Dillerin Dili

Kral Xantus, bir gün Ezop'a demiş ki: “Çarşıya git, bu akşamki misafirlerime en iyi, en lezzetli yemekleri yapman için ne gerekiyorsa satın al.” Akşam tüm konuklar masaya oturduklarında şaşırmışlar, çünkü Ezop'un, Xantus'un misafirleri şerefine verdiği ziyafet için pişirdiği bütün yemekler, yaptığı tatlıların hepsi dilden yapılmıştı. Bunu gören Xantus, Ezop'a misafirleri önünde bağırmış:

- “Nedir bu kepazelik? Ben sana en lezzetli, en nefis, en tatlı yemekleri yap, dedim. Sen hepsini dilden yapmışsın.”

Ezop şu cevabı vermiş:

- “Evet efendim, en lezzetli yemekleri, en nefis tatlıları, hep dilden yaptım. Dünyadaki en güzel, en tatlı şey dildir. İnsanlar dilleriyle anlaşırlar, dilleriyle dua ederler, diğerlerine karşı sevgilerini dille anlatırlar. Dünyadaki en iyi, en tatlı, en güzel şey dildir. Dil olmasaydı, insanların hali ne olurdu?”

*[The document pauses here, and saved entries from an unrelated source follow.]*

//! 座席割当パネルコンポーネント
//!
//! 試験を選んで割当を実行し、部屋別の内訳（収容人数の降順）を
//! 描画する。`error`は中断、`warning`は通知して続行。

use crate::actions::notify_failure;
use crate::api;
use exam_seater_common::{assign, views, StateStore};
use gloo::dialogs::alert;
use leptos::prelude::*;
use std::future::Future;
use wasm_bindgen_futures::spawn_local;

#[component]
pub fn AssignPanel<F, Fut>(state: ReadSignal<StateStore>, reload: F) -> impl IntoView
where
    F: Fn(()) -> Fut + 'static + Clone + Send,
    Fut: Future<Output = ()> + 'static,
{
    let (selected, set_selected) = signal(String::new());
    let (reports, set_reports) = signal(Vec::<assign::RoomReport>::new());

    // 明示的に選ばれていなければ先頭の試験（selectの初期表示）を使う
    let effective_exam = move || {
        let chosen = selected.get();
        if !chosen.is_empty() {
            return chosen;
        }
        views::exam_options(&state.get().snapshot)
            .first()
            .map(|option| option.value.clone())
            .unwrap_or_default()
    };

    let on_assign = move |_| {
        let exam_id = effective_exam();
        if exam_id.is_empty() {
            alert("試験を選択してください");
            return;
        }
        let rooms = state.get().snapshot.rooms().to_vec();
        spawn_local(async move {
            match api::assign_seats(&exam_id).await {
                Ok(outcome) => {
                    if let Some(error) = &outcome.error {
                        alert(error);
                        return;
                    }
                    if let Some(warning) = &outcome.warning {
                        alert(warning);
                    }
                    set_reports.set(assign::room_breakdown(&rooms, &outcome));
                }
                Err(e) => notify_failure(e),
            }
        });
    };

    let on_clear = {
        let reload = reload.clone();
        move |_| {
            let reload = reload.clone();
            spawn_local(async move {
                match api::clear_assignments().await {
                    Ok(()) => {
                        set_reports.set(Vec::new());
                        reload(()).await;
                    }
                    Err(e) => notify_failure(e),
                }
            });
        }
    };

    let options = move || {
        views::exam_options(&state.get().snapshot)
            .into_iter()
            .enumerate()
            .collect::<Vec<_>>()
    };

    let report_entries = move || reports.get().into_iter().enumerate().collect::<Vec<_>>();

    view! {
        <section class="card assign-panel">
            <h2>"座席割当"</h2>
            <div class="assign-controls">
                <select
                    id="selectExam"
                    on:change=move |ev| set_selected.set(event_target_value(&ev))
                >
                    <For
                        each=options
                        key=|(index, option)| (*index, option.clone())
                        children=|(_, option): (usize, views::ExamOption)| {
                            view! { <option value=option.value>{option.label}</option> }
                        }
                    />
                </select>
                <button id="assignSeatsBtn" class="btn" on:click=on_assign>
                    "座席を割り当て"
                </button>
                <button id="clearSeats" class="btn ghost" on:click=on_clear>
                    "割当をクリア"
                </button>
            </div>

            <div id="assignResult">
                <For
                    each=report_entries
                    key=|(index, report)| (*index, report.clone())
                    children=|(_, report): (usize, assign::RoomReport)| {
                        let seat_count = report.seats.len();
                        let chips = report
                            .seats
                            .iter()
                            .map(|seat| {
                                view! { <span class="seat taken">{seat.seat.clone()}</span> " " }
                            })
                            .collect_view();
                        let rows = report
                            .seats
                            .iter()
                            .map(|seat| {
                                view! {
                                    <tr>
                                        <td>{seat.seat.clone()}</td>
                                        <td>{seat.roll.clone()}</td>
                                        <td>{seat.name.clone()}</td>
                                    </tr>
                                }
                            })
                            .collect_view();
                        view! {
                            <div class="card">
                                <h4>
                                    {format!(
                                        "{} — 座席: {}/{}",
                                        report.code,
                                        seat_count,
                                        report.capacity,
                                    )}
                                </h4>
                                <div class="small">{chips}</div>
                                <table class="table">
                                    <thead>
                                        <tr>
                                            <th>"座席"</th>
                                            <th>"学籍番号"</th>
                                            <th>"氏名"</th>
                                        </tr>
                                    </thead>
                                    <tbody>{rows}</tbody>
                                </table>
                            </div>
                        }
                    }
                />
            </div>
        </section>
    }
}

Aradan zaman geçmiş, Kral, dostlarına yine bir ziyafet vermek istemiş; ama bu defa Ezop'tan, en kötü yiyecekleri hazırlamasını istemiş. Ezop, bir önceki ziyafet gibi, çorbadan tatlılara kadar bütün yiyecekleri dilden yapmış. Daha çok şaşıran Kral iyice öfkelenmiş ve:

- “Sen değil miydin en güzel şey dildir diyen? Bakalım bunu nasıl izah edeceksin şimdi.

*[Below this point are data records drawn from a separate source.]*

//! 試験作成フォームコンポーネント
//!
//! 作成フォームの中で唯一、サーバーの失敗応答を区別して扱う。
//! 失敗時は`error`フィールド（無ければ本文）を提示し、
//! 入力のクリアと再描画は行わない。

use crate::actions::notify_failure;
use crate::api;
use exam_seater_common::forms;
use gloo::dialogs::alert;
use leptos::prelude::*;
use std::future::Future;
use wasm_bindgen_futures::spawn_local;

#[component]
pub fn ExamForm<F, Fut>(reload: F) -> impl IntoView
where
    F: Fn(()) -> Fut + 'static + Clone + Send,
    Fut: Future<Output = ()> + 'static,
{
    let (course, set_course) = signal(String::new());
    let (date, set_date) = signal(String::new());
    let (start, set_start) = signal(String::new());
    let (end, set_end) = signal(String::new());

    let on_add = move |_| {
        let payload =
            match forms::exam_payload(&course.get(), &date.get(), &start.get(), &end.get()) {
                Ok(payload) => payload,
                Err(e) => {
                    alert(&e.to_string());
                    return;
                }
            };
        let reload = reload.clone();
        spawn_local(async move {
            match api::create_exam(&payload).await {
                Ok(()) => {
                    set_course.set(String::new());
                    set_date.set(String::new());
                    set_start.set(String::new());
                    set_end.set(String::new());
                    reload(()).await;
                }
                Err(e) => {
                    match e.as_string() {
                        Some(message) => alert(&format!("試験の追加に失敗: {}", message)),
                        None => notify_failure(e),
                    };
                }
            }
        });
    };

    view! {
        <div class="form-group">
            <h3>"試験を追加"</h3>
            <input
                type="text"
                id="examCourse"
                placeholder="科目コード"
                prop:value=move || course.get()
                on:input=move |ev| set_course.set(event_target_value(&ev))
            />
            <input
                type="date"
                id="examDate"
                prop:value=move || date.get()
                on:input=move |ev| set_date.set(event_target_value(&ev))
            />
            <input
                type="time"
                id="examStart"
                prop:value=move || start.get()
                on:input=move |ev| set_start.set(event_target_value(&ev))
            />
            <input
                type="time"
                id="examEnd"
                prop:value=move || end.get()
                on:input=move |ev| set_end.set(event_target_value(&ev))
            />
            <button id="addExam" class="btn" on:click=on_add>
                "追加"
            </button>
        </div>
    }
}
//! ExamSeater Web UI (Leptos + WASM)

mod actions;
mod api;
mod app;
mod components;

use wasm_bindgen::prelude::*;

#[wasm_bindgen(start)]
pub fn main() {
    console_error_panic_hook::set_once();
    leptos::mount::mount_to_body(app::App);
}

Ezop seçiminin nedenini öfkeli muhatabına şöyle anlatmış:

- “Gerçi dünyadaki en iyi, en tatlı, en güzel şey dil ise de, zaman zaman en acı, en çirkin, en kötü şey de dildir. İnsanları, birbirlerine gücendiren, kızdırtan, aralarını açan da dildir. İnsanların başına gelen felaketlerin sebebi, birçok defa onların dilidir. İnsanın başına ne gelirse sahip olamadığı dili yüzünden gelir...”

Diline hâkim olmak gördüğümüz gibi önemli ama yalnız dilimize mi hâkim olmalıyız? Hâkim olma diline (ne söyleyeceklerine nasıl tepki göstereceğine), eline (bir şeyi alıp almama, birine doğru kaldırıp kaldırmama bir şeyi satın alıp almama), nefsine (bir tutkunun, hırsın ne kadar etkisinde kalmak, bir şeye aşırı bağımlı olmak) ve ayaklarına (bir yere gidip gitmeme) hâkim ol diye eklense yapılacak eylemler tamamlanabilir mi bilemem? Tabii bütün bunlar davranış ve eylemleri işaret ediyor. Ama peki davranışlara neden olan nedir? Kök nedeni doğru bulursak, anahtarı da doğru yerde arayabiliriz. O zaman baştan başlayalım: İnsanların davranışlarının altındaki aşamalar nasıl gelişiyor?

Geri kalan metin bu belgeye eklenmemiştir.